◆ About this exercise: Show each line of the records in which the word "finite" occurs.

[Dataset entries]
/---

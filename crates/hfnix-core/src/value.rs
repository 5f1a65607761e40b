//! Type-preserving configuration values
//!
//! `ConfigValue` is decoded directly from YAML or JSON. Integers stay
//! integers on the way through, which matters for identifiers and counts
//! that are handed to the evaluator and back out to helmfile.

use std::collections::BTreeMap;
use std::fmt;

use serde::de::{self, Deserialize, Deserializer, MapAccess, SeqAccess, Visitor};
use serde::ser::{Serialize, Serializer};
use serde_json::Number;

/// Mapping keyed by string, ordered by key for stable output
pub type Mapping = BTreeMap<String, ConfigValue>;

/// A YAML/JSON value
#[derive(Debug, Clone, PartialEq, Default)]
pub enum ConfigValue {
    #[default]
    Null,
    Bool(bool),
    Number(Number),
    String(String),
    Sequence(Vec<ConfigValue>),
    Mapping(Mapping),
}

impl ConfigValue {
    /// Create an empty mapping
    pub fn mapping() -> Self {
        ConfigValue::Mapping(Mapping::new())
    }

    pub fn is_null(&self) -> bool {
        matches!(self, ConfigValue::Null)
    }

    pub fn is_mapping(&self) -> bool {
        matches!(self, ConfigValue::Mapping(_))
    }

    pub fn as_bool(&self) -> Option<bool> {
        match self {
            ConfigValue::Bool(b) => Some(*b),
            _ => None,
        }
    }

    pub fn as_i64(&self) -> Option<i64> {
        match self {
            ConfigValue::Number(n) => n.as_i64(),
            _ => None,
        }
    }

    pub fn as_f64(&self) -> Option<f64> {
        match self {
            ConfigValue::Number(n) => n.as_f64(),
            _ => None,
        }
    }

    pub fn as_str(&self) -> Option<&str> {
        match self {
            ConfigValue::String(s) => Some(s),
            _ => None,
        }
    }

    pub fn as_sequence(&self) -> Option<&Vec<ConfigValue>> {
        match self {
            ConfigValue::Sequence(seq) => Some(seq),
            _ => None,
        }
    }

    pub fn as_sequence_mut(&mut self) -> Option<&mut Vec<ConfigValue>> {
        match self {
            ConfigValue::Sequence(seq) => Some(seq),
            _ => None,
        }
    }

    pub fn as_mapping(&self) -> Option<&Mapping> {
        match self {
            ConfigValue::Mapping(map) => Some(map),
            _ => None,
        }
    }

    pub fn as_mapping_mut(&mut self) -> Option<&mut Mapping> {
        match self {
            ConfigValue::Mapping(map) => Some(map),
            _ => None,
        }
    }

    /// Look up a key if this value is a mapping
    pub fn get(&self, key: &str) -> Option<&ConfigValue> {
        self.as_mapping().and_then(|map| map.get(key))
    }

    /// Short name of the variant, for error messages
    pub fn type_name(&self) -> &'static str {
        match self {
            ConfigValue::Null => "null",
            ConfigValue::Bool(_) => "bool",
            ConfigValue::Number(_) => "number",
            ConfigValue::String(_) => "string",
            ConfigValue::Sequence(_) => "sequence",
            ConfigValue::Mapping(_) => "mapping",
        }
    }
}

/// Deep merge `overlay` into `base`
///
/// Rules:
/// - Mappings: recursive merge
/// - Everything else: overlay replaces base (sequences are not appended)
pub fn deep_merge(base: &mut ConfigValue, overlay: &ConfigValue) {
    match (base, overlay) {
        (ConfigValue::Mapping(base_map), ConfigValue::Mapping(overlay_map)) => {
            merge_mappings(base_map, overlay_map);
        }
        (base, overlay) => {
            *base = overlay.clone();
        }
    }
}

/// Deep merge two mappings, see [`deep_merge`]
pub fn merge_mappings(base: &mut Mapping, overlay: &Mapping) {
    for (key, overlay_value) in overlay {
        match base.get_mut(key) {
            Some(base_value) => deep_merge(base_value, overlay_value),
            None => {
                base.insert(key.clone(), overlay_value.clone());
            }
        }
    }
}

impl From<bool> for ConfigValue {
    fn from(b: bool) -> Self {
        ConfigValue::Bool(b)
    }
}

impl From<i64> for ConfigValue {
    fn from(n: i64) -> Self {
        ConfigValue::Number(n.into())
    }
}

impl From<u64> for ConfigValue {
    fn from(n: u64) -> Self {
        ConfigValue::Number(n.into())
    }
}

impl From<i32> for ConfigValue {
    fn from(n: i32) -> Self {
        ConfigValue::Number(n.into())
    }
}

/// Non-finite floats become `Null`
impl From<f64> for ConfigValue {
    fn from(f: f64) -> Self {
        Number::from_f64(f).map_or(ConfigValue::Null, ConfigValue::Number)
    }
}

impl From<&str> for ConfigValue {
    fn from(s: &str) -> Self {
        ConfigValue::String(s.to_string())
    }
}

impl From<String> for ConfigValue {
    fn from(s: String) -> Self {
        ConfigValue::String(s)
    }
}

impl From<Vec<ConfigValue>> for ConfigValue {
    fn from(seq: Vec<ConfigValue>) -> Self {
        ConfigValue::Sequence(seq)
    }
}

impl From<Mapping> for ConfigValue {
    fn from(map: Mapping) -> Self {
        ConfigValue::Mapping(map)
    }
}

impl Serialize for ConfigValue {
    fn serialize<S>(&self, serializer: S) -> std::result::Result<S::Ok, S::Error>
    where
        S: Serializer,
    {
        match self {
            ConfigValue::Null => serializer.serialize_unit(),
            ConfigValue::Bool(b) => serializer.serialize_bool(*b),
            ConfigValue::Number(n) => n.serialize(serializer),
            ConfigValue::String(s) => serializer.serialize_str(s),
            ConfigValue::Sequence(seq) => serializer.collect_seq(seq),
            ConfigValue::Mapping(map) => serializer.collect_map(map),
        }
    }
}

impl<'de> Deserialize<'de> for ConfigValue {
    fn deserialize<D>(deserializer: D) -> std::result::Result<Self, D::Error>
    where
        D: Deserializer<'de>,
    {
        deserializer.deserialize_any(ConfigValueVisitor)
    }
}

struct ConfigValueVisitor;

impl<'de> Visitor<'de> for ConfigValueVisitor {
    type Value = ConfigValue;

    fn expecting(&self, f: &mut fmt::Formatter) -> fmt::Result {
        f.write_str("a YAML or JSON value")
    }

    fn visit_bool<E>(self, v: bool) -> std::result::Result<ConfigValue, E> {
        Ok(ConfigValue::Bool(v))
    }

    fn visit_i64<E>(self, v: i64) -> std::result::Result<ConfigValue, E> {
        Ok(ConfigValue::Number(v.into()))
    }

    fn visit_u64<E>(self, v: u64) -> std::result::Result<ConfigValue, E> {
        Ok(ConfigValue::Number(v.into()))
    }

    fn visit_f64<E>(self, v: f64) -> std::result::Result<ConfigValue, E>
    where
        E: de::Error,
    {
        Number::from_f64(v)
            .map(ConfigValue::Number)
            .ok_or_else(|| E::custom(format!("non-finite number {v} is not supported")))
    }

    fn visit_str<E>(self, v: &str) -> std::result::Result<ConfigValue, E> {
        Ok(ConfigValue::String(v.to_string()))
    }

    fn visit_string<E>(self, v: String) -> std::result::Result<ConfigValue, E> {
        Ok(ConfigValue::String(v))
    }

    fn visit_unit<E>(self) -> std::result::Result<ConfigValue, E> {
        Ok(ConfigValue::Null)
    }

    fn visit_none<E>(self) -> std::result::Result<ConfigValue, E> {
        Ok(ConfigValue::Null)
    }

    fn visit_some<D>(self, deserializer: D) -> std::result::Result<ConfigValue, D::Error>
    where
        D: Deserializer<'de>,
    {
        ConfigValue::deserialize(deserializer)
    }

    fn visit_seq<A>(self, mut seq: A) -> std::result::Result<ConfigValue, A::Error>
    where
        A: SeqAccess<'de>,
    {
        let mut items = Vec::with_capacity(seq.size_hint().unwrap_or(0));
        while let Some(item) = seq.next_element()? {
            items.push(item);
        }
        Ok(ConfigValue::Sequence(items))
    }

    fn visit_map<A>(self, mut access: A) -> std::result::Result<ConfigValue, A::Error>
    where
        A: MapAccess<'de>,
    {
        let mut map = Mapping::new();
        while let Some(key) = access.next_key::<ConfigValue>()? {
            // YAML allows scalar keys of any type; they are stringified like
            // the evaluator would see them in JSON.
            let key = match key {
                ConfigValue::String(s) => s,
                ConfigValue::Number(n) => n.to_string(),
                ConfigValue::Bool(b) => b.to_string(),
                ConfigValue::Null => "null".to_string(),
                other => {
                    return Err(de::Error::custom(format!(
                        "{} is not supported as a mapping key",
                        other.type_name()
                    )));
                }
            };
            let value = access.next_value()?;
            map.insert(key, value);
        }
        Ok(ConfigValue::Mapping(map))
    }
}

\---

◆ Result:
/// Non-finite floats become `Null`
            .ok_or_else(|| E::custom(format!("non-finite number {v} is not supported")))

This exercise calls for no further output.